There is thus no deep divide between the perspective of the Marxists working within the Teamsters, and the outlook I have been trying to suggest. Yet there is a difference. I believe groups like Miners For Democracy or Teamsters for a Democratic Union drift into an expectation that their ultimate objective is to take over and clean up the international union. I believe this perspective to be in error. For this great expectation, union reformers are repaid in broken hopes and inactive co-workers. It would be better, I think, to project much more modest goals. Yes, there can be a “combined development” whereby the impetus of bourgeois revolution carries over into further struggle, but this comes, perhaps, more by the creation of networks of trust and local bases than by illusory takeovers of national institutions. Yes, union struggle can produce its centers of “dual power,” but likely these will be local.
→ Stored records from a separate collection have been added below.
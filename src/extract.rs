//! Text extraction for PDF and Word (`.docx`) files.
//!
//! PDFs are extracted page by page so every page becomes its own
//! [`Document`](crate::models::Document). Word files have no reliable page
//! model, so the whole body comes back as one page with a line break per
//! paragraph.

use std::io::Read;

/// Maximum decompressed bytes to read from `word/document.xml` (zip-bomb protection).
const MAX_XML_ENTRY_BYTES: u64 = 50 * 1024 * 1024;

/// Format of a document, decided by file extension.
#[derive(Debug, Clone, Copy, PartialEq, Eq)]
pub enum DocumentFormat {
    Pdf,
    Docx,
}

impl DocumentFormat {
    /// Classify a file name, path, or URL by extension. Query strings and
    /// fragments on URLs are ignored.
    pub fn from_name(name: &str) -> Option<Self> {
        let name = name.split(['?', '#']).next().unwrap_or(name);
        let ext = name.rsplit_once('.').map(|(_, ext)| ext)?;
        match ext.to_ascii_lowercase().as_str() {
            "pdf" => Some(DocumentFormat::Pdf),
            "docx" => Some(DocumentFormat::Docx),
            _ => None,
        }
    }

    /// File suffix including the dot, used for temporary files.
    pub fn suffix(self) -> &'static str {
        match self {
            DocumentFormat::Pdf => ".pdf",
            DocumentFormat::Docx => ".docx",
        }
    }
}

#[derive(Debug)]
pub enum ExtractError {
    Pdf(String),
    Docx(String),
}

impl std::fmt::Display for ExtractError {
    fn fmt(&self, f: &mut std::fmt::Formatter<'_>) -> std::fmt::Result {
        match self {
            ExtractError::Pdf(e) => write!(f, "PDF extraction failed: {}", e),
            ExtractError::Docx(e) => write!(f, "DOCX extraction failed: {}", e),
        }
    }
}

impl std::error::Error for ExtractError {}

/// Extract page texts from a document's bytes.
pub fn extract_pages(bytes: &[u8], format: DocumentFormat) -> Result<Vec<String>, ExtractError> {
    match format {
        DocumentFormat::Pdf => extract_pdf_pages(bytes),
        DocumentFormat::Docx => extract_docx(bytes).map(|text| vec![text]),
    }
}

fn extract_pdf_pages(bytes: &[u8]) -> Result<Vec<String>, ExtractError> {
    pdf_extract::extract_text_from_mem_by_pages(bytes).map_err(|e| ExtractError::Pdf(e.to_string()))
}

fn extract_docx(bytes: &[u8]) -> Result<String, ExtractError> {
    let mut archive = zip::ZipArchive::new(std::io::Cursor::new(bytes))
        .map_err(|e| ExtractError::Docx(e.to_string()))?;
    let entry = archive
        .by_name("word/document.xml")
        .map_err(|_| ExtractError::Docx("word/document.xml not found".to_string()))?;

    let mut doc_xml = Vec::new();
    entry
        .take(MAX_XML_ENTRY_BYTES)
        .read_to_end(&mut doc_xml)
        .map_err(|e| ExtractError::Docx(e.to_string()))?;
    if doc_xml.len() as u64 >= MAX_XML_ENTRY_BYTES {
        return Err(ExtractError::Docx(
            "word/document.xml exceeds size limit".to_string(),
        ));
    }
    extract_paragraphs(&doc_xml)
}

/// Collect `<w:t>` runs, one line per `<w:p>` paragraph.
fn extract_paragraphs(xml: &[u8]) -> Result<String, ExtractError> {
    use quick_xml::events::Event;

    let mut paragraphs: Vec<String> = Vec::new();
    let mut current = String::new();
    let mut in_text = false;
    let mut reader = quick_xml::Reader::from_reader(xml);
    let mut buf = Vec::new();
    loop {
        match reader.read_event_into(&mut buf) {
            Ok(Event::Start(e)) => match e.local_name().as_ref() {
                b"t" => in_text = true,
                b"tab" => current.push('\t'),
                _ => {}
            },
            Ok(Event::Empty(e)) => match e.local_name().as_ref() {
                b"tab" => current.push('\t'),
                b"br" => current.push('\n'),
                _ => {}
            },
            Ok(Event::Text(te)) if in_text => {
                let text = te
                    .unescape()
                    .map_err(|e| ExtractError::Docx(e.to_string()))?;
                current.push_str(&text);
            }
            Ok(Event::End(e)) => match e.local_name().as_ref() {
                b"t" => in_text = false,
                b"p" => {
                    let para = std::mem::take(&mut current);
                    if !para.trim().is_empty() {
                        paragraphs.push(para);
                    }
                }
                _ => {}
            },
            Ok(Event::Eof) => break,
            Err(e) => return Err(ExtractError::Docx(e.to_string())),
            _ => {}
        }
        buf.clear();
    }
    if !current.trim().is_empty() {
        paragraphs.push(current);
    }
    Ok(paragraphs.join("\n"))
}
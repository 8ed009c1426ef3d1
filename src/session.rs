//! Conversation history for one user.

use serde::Serialize;

use crate::models::{ChatMessage, ConversationTurn};

/// Ordered question/answer turns. Only [`Session::clear`] removes turns.
#[derive(Debug, Clone, Default, Serialize)]
pub struct Session {
    turns: Vec<ConversationTurn>,
}

impl Session {
    pub fn new() -> Self {
        Self::default()
    }

    pub fn record(&mut self, question: impl Into<String>, answer: impl Into<String>) {
        self.turns.push(ConversationTurn {
            question: question.into(),
            answer: answer.into(),
        });
    }

    pub fn clear(&mut self) {
        self.turns.clear();
    }

    pub fn turns(&self) -> &[ConversationTurn] {
        &self.turns
    }

    pub fn is_empty(&self) -> bool {
        self.turns.is_empty()
    }

    pub fn len(&self) -> usize {
        self.turns.len()
    }

    /// History as model messages: user at even positions, assistant at odd.
    pub fn messages(&self) -> Vec<ChatMessage> {
        self.turns
            .iter()
            .flat_map(|t| {
                [
                    ChatMessage::user(t.question.clone()),
                    ChatMessage::assistant(t.answer.clone()),
                ]
            })
            .collect()
    }
}
#[async_trait]
impl EmbeddingProvider for OpenAIProvider {
    fn model_name(&self) -> &str {
        &self.model
    }
    fn dims(&self) -> usize {
        self.dims
    }

    async fn embed(&self, texts: &[String]) -> Result<Vec<Vec<f32>>> {
        let api_key = std::env::var("OPENAI_API_KEY")
            .map_err(|_| anyhow::anyhow!("OPENAI_API_KEY not set"))?;

        let client = reqwest::Client::builder()
            .timeout(Duration::from_secs(self.timeout_secs))
            .build()?;

        let body = serde_json::json!({
            "model": self.model,
            "input": texts,
        });

        let mut last_err = None;

        for attempt in 0..=self.max_retries {
            if attempt > 0 {
                // Exponential backoff: 1s, 2s, 4s, 8s, ...
                let delay = Duration::from_secs(1 << (attempt - 1).min(5));
                tokio::time::sleep(delay).await;
            }

            let resp = client
                .post("https://api.openai.com/v1/embeddings")
                .header("Authorization", format!("Bearer {}", api_key))
                .json(&body)
                .send()
                .await;

            match resp {
                Ok(response) => {
                    let status = response.status();

                    if status.is_success() {
                        let json: serde_json::Value = response.json().await?;
                        return parse_openai_response(&json);
                    }

                    if status.as_u16() == 429 || status.is_server_error() {
                        let body_text = response.text().await.unwrap_or_default();
                        log::warn!("OpenAI embeddings attempt {} failed: {}", attempt + 1, status);
                        last_err = Some(anyhow::anyhow!(
                            "OpenAI API error {}: {}",
                            status,
                            body_text
                        ));
                        continue;
                    }

                    let body_text = response.text().await.unwrap_or_default();
                    bail!("OpenAI API error {}: {}", status, body_text);
                }
                Err(e) => {
                    last_err = Some(e.into());
                    continue;
                }
            }
        }

        Err(last_err.unwrap_or_else(|| anyhow::anyhow!("Embedding failed after retries")))
    }
}
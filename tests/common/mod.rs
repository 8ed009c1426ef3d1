#![allow(dead_code)]

use anyhow::Result;
use async_trait::async_trait;
use std::io::Write;
use std::sync::{Arc, Mutex};

use docqa::config::ChunkingConfig;
use docqa::embedding::{EmbeddingProvider, HashProvider};
use docqa::engine::AnswerEngine;
use docqa::index::EmbeddingIndex;
use docqa::llm::ChatModel;
use docqa::models::{ChatMessage, Document};
use docqa::router::Router;
use docqa::search::RetrievalParams;

/// A minimal `.docx` whose body is one paragraph per entry.
pub fn docx_bytes(paragraphs: &[&str]) -> Vec<u8> {
    let body: String = paragraphs
        .iter()
        .map(|p| format!("<w:p><w:r><w:t>{}</w:t></w:r></w:p>", p))
        .collect();
    let xml = format!(
        "<?xml version=\"1.0\"?><w:document xmlns:w=\"http://schemas.openxmlformats.org/wordprocessingml/2006/main\"><w:body>{}</w:body></w:document>",
        body
    );

    let mut buf = Vec::new();
    {
        let mut zip = zip::ZipWriter::new(std::io::Cursor::new(&mut buf));
        zip.start_file("word/document.xml", zip::write::SimpleFileOptions::default())
            .unwrap();
        zip.write_all(xml.as_bytes()).unwrap();
        zip.finish().unwrap();
    }
    buf
}

/// A PDF with one Helvetica text line per page.
pub fn pdf_bytes(pages: &[&str]) -> Vec<u8> {
    use lopdf::content::{Content, Operation};
    use lopdf::{dictionary, Object, Stream};

    let mut doc = lopdf::Document::with_version("1.5");
    let pages_id = doc.new_object_id();
    let font_id = doc.add_object(dictionary! {
        "Type" => "Font",
        "Subtype" => "Type1",
        "BaseFont" => "Helvetica",
    });
    let resources_id = doc.add_object(dictionary! {
        "Font" => dictionary! { "F1" => font_id },
    });

    let mut kids: Vec<Object> = Vec::new();
    for text in pages {
        let content = Content {
            operations: vec![
                Operation::new("BT", vec![]),
                Operation::new("Tf", vec!["F1".into(), 12.into()]),
                Operation::new("Td", vec![72.into(), 700.into()]),
                Operation::new("Tj", vec![Object::string_literal(*text)]),
                Operation::new("ET", vec![]),
            ],
        };
        let content_id = doc.add_object(Stream::new(dictionary! {}, content.encode().unwrap()));
        let page_id = doc.add_object(dictionary! {
            "Type" => "Page",
            "Parent" => pages_id,
            "Contents" => content_id,
            "Resources" => resources_id,
            "MediaBox" => vec![0.into(), 0.into(), 612.into(), 792.into()],
        });
        kids.push(page_id.into());
    }

    let count = kids.len() as i64;
    doc.objects.insert(
        pages_id,
        Object::Dictionary(dictionary! {
            "Type" => "Pages",
            "Kids" => kids,
            "Count" => count,
        }),
    );
    let catalog_id = doc.add_object(dictionary! {
        "Type" => "Catalog",
        "Pages" => pages_id,
    });
    doc.trailer.set("Root", catalog_id);

    let mut buf = Vec::new();
    doc.save_to(&mut buf).unwrap();
    buf
}

/// Replies with the last user message, so grounded prompts come back
/// with their excerpts. Records every call.
#[derive(Default)]
pub struct EchoModel {
    pub calls: Mutex<Vec<Vec<ChatMessage>>>,
}

impl EchoModel {
    pub fn call_count(&self) -> usize {
        self.calls.lock().unwrap().len()
    }

    pub fn last_call(&self) -> Vec<ChatMessage> {
        self.calls.lock().unwrap().last().cloned().unwrap_or_default()
    }
}

#[async_trait]
impl ChatModel for EchoModel {
    fn model_name(&self) -> &str {
        "echo"
    }

    async fn complete(&self, _system: &str, messages: &[ChatMessage]) -> Result<String> {
        self.calls.lock().unwrap().push(messages.to_vec());
        Ok(messages.last().map(|m| m.content.clone()).unwrap_or_default())
    }
}

/// Fails every call with the given message.
pub struct FailingModel(pub &'static str);

#[async_trait]
impl ChatModel for FailingModel {
    fn model_name(&self) -> &str {
        "failing"
    }

    async fn complete(&self, _system: &str, _messages: &[ChatMessage]) -> Result<String> {
        anyhow::bail!("{}", self.0)
    }
}

pub fn hash_provider() -> Arc<dyn EmbeddingProvider> {
    Arc::new(HashProvider::new(512))
}

pub async fn engine_over(model: Arc<dyn ChatModel>, documents: Vec<Document>) -> AnswerEngine {
    let mut engine = AnswerEngine::new(
        model,
        Router::default(),
        EmbeddingIndex::empty(hash_provider(), 16),
        RetrievalParams::default(),
        ChunkingConfig::default(),
    );
    engine.rebuild(documents).await.unwrap();
    engine
}

pub fn policy_pages() -> Vec<Document> {
    vec![
        Document::new("policy.docx", 0, "The deductible is $500 per claim."),
        Document::new(
            "faq.docx",
            0,
            "Claims are submitted through the member portal within 90 days.",
        ),
    ]
}
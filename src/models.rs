//! Core data models used throughout docqa.
//!
//! These types represent the pages, chunks, and conversation state that flow
//! through the ingestion and answering pipeline.

use serde::{Deserialize, Serialize};
use uuid::Uuid;

/// One page of extracted text.
///
/// PDFs yield one `Document` per page; Word files yield a single page 0.
#[derive(Debug, Clone, PartialEq, Eq)]
pub struct Document {
    pub id: String,
    /// File path, upload name, or URL the text came from.
    pub source: String,
    /// Zero-based page index within `source`.
    pub page: usize,
    pub text: String,
}

impl Document {
    /// Builds a page record with an id derived from `source` and `page`, so
    /// loading the same file twice produces the same ids.
    pub fn new(source: impl Into<String>, page: usize, text: impl Into<String>) -> Self {
        let source = source.into();
        let id = Uuid::new_v5(
            &Uuid::NAMESPACE_URL,
            format!("{}#page={}", source, page).as_bytes(),
        )
        .to_string();
        Self {
            id,
            source,
            page,
            text: text.into(),
        }
    }
}

/// A window of a document's text.
#[derive(Debug, Clone, PartialEq, Eq)]
pub struct Chunk {
    pub id: String,
    pub document_id: String,
    pub source: String,
    pub page: usize,
    pub chunk_index: i64,
    /// Character offset of the first character within the page text.
    pub start: usize,
    pub text: String,
    pub hash: String,
}

/// One question and the answer given to it.
#[derive(Debug, Clone, PartialEq, Eq, Serialize, Deserialize)]
pub struct ConversationTurn {
    pub question: String,
    pub answer: String,
}

#[derive(Debug, Clone, Copy, PartialEq, Eq, Serialize, Deserialize)]
#[serde(rename_all = "lowercase")]
pub enum Role {
    User,
    Assistant,
}

/// A single message replayed to the language model.
#[derive(Debug, Clone, PartialEq, Eq, Serialize, Deserialize)]
pub struct ChatMessage {
    pub role: Role,
    pub content: String,
}

impl ChatMessage {
    pub fn user(content: impl Into<String>) -> Self {
        Self {
            role: Role::User,
            content: content.into(),
        }
    }

    pub fn assistant(content: impl Into<String>) -> Self {
        Self {
            role: Role::Assistant,
            content: content.into(),
        }
    }
}

#[cfg(test)]
mod tests {
    use super::*;

    #[test]
    fn document_ids_are_stable() {
        let a = Document::new("policy.pdf", 2, "one");
        let b = Document::new("policy.pdf", 2, "two");
        let c = Document::new("policy.pdf", 3, "one");
        assert_eq!(a.id, b.id);
        assert_ne!(a.id, c.id);
    }

    #[test]
    fn role_serializes_lowercase() {
        let json = serde_json::to_string(&ChatMessage::assistant("hi")).unwrap();
        assert_eq!(json, r#"{"role":"assistant","content":"hi"}"#);
    }
}
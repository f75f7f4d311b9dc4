use anyhow::Result;
use async_trait::async_trait;

use crate::events::ProgressEvent;
use crate::types::*;

pub mod postgres;
pub use postgres::PostgresScoutStorage;

/// Persistence boundary for runs, jobs, events and source memory.
#[async_trait]
pub trait ScoutStorage: Send + Sync {
    // Runs
    async fn create_run(&self, run: &Run) -> Result<()>;
    async fn update_run_status(&self, run_id: RunId, status: RunStatus) -> Result<()>;
    async fn get_run(&self, run_id: RunId) -> Result<Option<Run>>;

    // Jobs
    async fn upsert_job(&self, run_id: RunId, job: &JobRecord) -> Result<()>;
    async fn list_jobs(&self, run_id: RunId, passed_only: bool) -> Result<Vec<JobRecord>>;

    // Progress events
    async fn append_event(&self, event: &ProgressEvent) -> Result<()>;
    async fn list_events(&self, run_id: RunId) -> Result<Vec<ProgressEvent>>;

    // Outbound attempts
    async fn add_outbound_attempt(&self, attempt: &OutboundAttempt) -> Result<()>;

    // Source memory
    async fn record_source_result(
        &self,
        url: &str,
        status: SourceStatus,
        jobs_found: i64,
        last_error: Option<&str>,
    ) -> Result<()>;
    async fn list_productive_sources(&self, limit: i64) -> Result<Vec<SourceMemory>>;
}
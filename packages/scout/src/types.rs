use chrono::{DateTime, Utc};
use serde::{Deserialize, Serialize};
use uuid::Uuid;

/// Unique identifier for a run.
#[derive(Debug, Clone, Copy, PartialEq, Eq, Hash, Serialize, Deserialize)]
pub struct RunId(pub Uuid);

impl RunId {
    pub fn new() -> Self {
        Self(Uuid::new_v4())
    }
}

impl Default for RunId {
    fn default() -> Self {
        Self::new()
    }
}

impl std::fmt::Display for RunId {
    fn fmt(&self, f: &mut std::fmt::Formatter<'_>) -> std::fmt::Result {
        self.0.fmt(f)
    }
}

impl std::str::FromStr for RunId {
    type Err = uuid::Error;

    fn from_str(s: &str) -> Result<Self, Self::Err> {
        Ok(Self(Uuid::parse_str(s)?))
    }
}

/// Lifecycle status of a run. Terminal statuses are set exactly once.
#[derive(Debug, Clone, Copy, PartialEq, Eq, Serialize, Deserialize)]
#[serde(rename_all = "snake_case")]
pub enum RunStatus {
    Pending,
    Running,
    Stopped,
    Cancelled,
    Completed,
    Failed,
}

impl RunStatus {
    pub fn is_terminal(&self) -> bool {
        !matches!(self, RunStatus::Pending | RunStatus::Running)
    }

    pub fn as_str(&self) -> &'static str {
        match self {
            RunStatus::Pending => "pending",
            RunStatus::Running => "running",
            RunStatus::Stopped => "stopped",
            RunStatus::Cancelled => "cancelled",
            RunStatus::Completed => "completed",
            RunStatus::Failed => "failed",
        }
    }
}

impl std::str::FromStr for RunStatus {
    type Err = anyhow::Error;

    fn from_str(s: &str) -> Result<Self, Self::Err> {
        Ok(match s {
            "pending" => RunStatus::Pending,
            "running" => RunStatus::Running,
            "stopped" => RunStatus::Stopped,
            "cancelled" => RunStatus::Cancelled,
            "completed" => RunStatus::Completed,
            "failed" => RunStatus::Failed,
            other => anyhow::bail!("unknown run status: {other}"),
        })
    }
}

/// A supervised execution of the pipeline over a batch of source URLs.
#[derive(Debug, Clone, Serialize, Deserialize)]
pub struct Run {
    pub run_id: RunId,
    pub status: RunStatus,
    pub started_at: DateTime<Utc>,
    pub finished_at: Option<DateTime<Utc>>,
    pub config: RunConfig,
}

impl Run {
    pub fn new(run_id: RunId, config: RunConfig) -> Self {
        Self {
            run_id,
            status: RunStatus::Running,
            started_at: Utc::now(),
            finished_at: None,
            config,
        }
    }
}

/// Caller-supplied configuration for a run.
#[derive(Debug, Clone, Serialize, Deserialize)]
pub struct RunConfig {
    pub urls: Vec<String>,
    #[serde(default = "default_true")]
    pub use_mock_outbound: bool,
}

fn default_true() -> bool {
    true
}

/// Classifier output for a single text.
#[derive(Debug, Clone, Default, Serialize, Deserialize)]
pub struct Classification {
    pub label: String,
    pub score: f32,
}

/// One scraped posting tied to a run, unique by (run, url).
#[derive(Debug, Clone, Default, Serialize, Deserialize)]
pub struct JobRecord {
    pub url: String,
    pub title: Option<String>,
    pub company: Option<String>,
    pub location: Option<String>,
    pub region: Option<String>,
    pub city: Option<String>,
    pub description: Option<String>,
    pub summary: Option<String>,
    pub classification: Classification,
    pub passed: bool,
    pub score: f32,
    pub reason: String,
}

/// Terminal status of a source URL's processing within a run.
///
/// `Stopped` only appears in in-memory pipeline results for sources cut short
/// by a cooperative stop; it is never written to source memory as such.
#[derive(Debug, Clone, Copy, PartialEq, Eq, Serialize, Deserialize)]
#[serde(rename_all = "snake_case")]
pub enum SourceStatus {
    Active,
    Empty,
    Failed,
    Stopped,
}

impl SourceStatus {
    pub fn as_str(&self) -> &'static str {
        match self {
            SourceStatus::Active => "active",
            SourceStatus::Empty => "empty",
            SourceStatus::Failed => "failed",
            SourceStatus::Stopped => "stopped",
        }
    }
}

/// Per-listing-URL aggregate for a run, written once when the source's
/// processing ends.
#[derive(Debug, Clone, Serialize, Deserialize)]
pub struct SourceOutcome {
    pub url: String,
    pub links: usize,
    pub passed: usize,
    pub status: SourceStatus,
}

/// Everything a finished (or stopped) pipeline hands back to the run manager.
#[derive(Debug, Clone, Default, Serialize, Deserialize)]
pub struct PipelineResult {
    pub jobs: Vec<JobRecord>,
    pub sources: Vec<SourceOutcome>,
}

/// Record of one dispatch to the external intake for an accepted job.
#[derive(Debug, Clone, Serialize, Deserialize)]
pub struct OutboundAttempt {
    pub run_id: RunId,
    pub job_url: String,
    pub status: String,
    pub response_status: Option<i32>,
    pub response_body: Option<String>,
    pub created_at: DateTime<Utc>,
}

/// Long-lived, cross-run record of a listing URL's historical yield.
#[derive(Debug, Clone, Serialize, Deserialize)]
pub struct SourceMemory {
    pub url: String,
    pub status: String,
    pub last_scraped_at: Option<DateTime<Utc>>,
    pub total_jobs_found: i64,
    pub last_run_yield: i64,
    pub last_error: Option<String>,
}

#[cfg(test)]
mod tests {
    use super::*;

    #[test]
    fn terminal_statuses() {
        assert!(!RunStatus::Pending.is_terminal());
        assert!(!RunStatus::Running.is_terminal());
        assert!(RunStatus::Stopped.is_terminal());
        assert!(RunStatus::Cancelled.is_terminal());
        assert!(RunStatus::Completed.is_terminal());
        assert!(RunStatus::Failed.is_terminal());
    }

    #[test]
    fn run_status_round_trips_through_str() {
        for status in [
            RunStatus::Pending,
            RunStatus::Running,
            RunStatus::Stopped,
            RunStatus::Cancelled,
            RunStatus::Completed,
            RunStatus::Failed,
        ] {
            assert_eq!(status.as_str().parse::<RunStatus>().unwrap(), status);
        }
    }
}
The organizing model I am proposing to Teamster rebels and others is a middle way between the labor strategy of the Old Left and the labor strategy of the New. The Old Left sought to take leadership in national unions. To Old Leftists, like those in District 31 of the Steelworkers union, once you take power in a local the next thing to think about is how to do the same thing in the region, and no sooner is regional office won than the national campaign begins. The New Left, on the other hand, has often disdained even the office of steward, let alone a position on the local union executive board. In a nutshell, I suggest that it is right to run for the offices of steward and local union president, despite the very real compromises involved, and wrong to seek higher position or to control the union on a broader scale. Radicals in local office, according to the view urged here, should think horizontally: they should reach out to their counterparts in other locals of the same international union, and other locals and rank-and-file groups in different unions in the community. Their aspiration, in substance, should be a “parallel central labor union,” or, in rare situations, control of the official central labor body to which all unions in a locality send delegates. Such institutions should be seen as places where rebels in various work settings can meet one another, and educate each other into a consciousness which, because sensitive to the circumstances of all involved, is perforce a class consciousness. Local labor parties or some functional equivalent would be a natural next step.
The foregoing perspective appears to be workable. Since it is not superhumanly demanding in the manner of national campaigns, it permits participants to remain human beings and therefore, to stay involved. I should think any one could make real progress in this direction in any community over a period of, say, five years. Perhaps this middle way offers an opportunity, as the song suggests, to take it easy but take it.
NOTE
*Reprinted from Vol. 13, No. 2 (March–April 1979).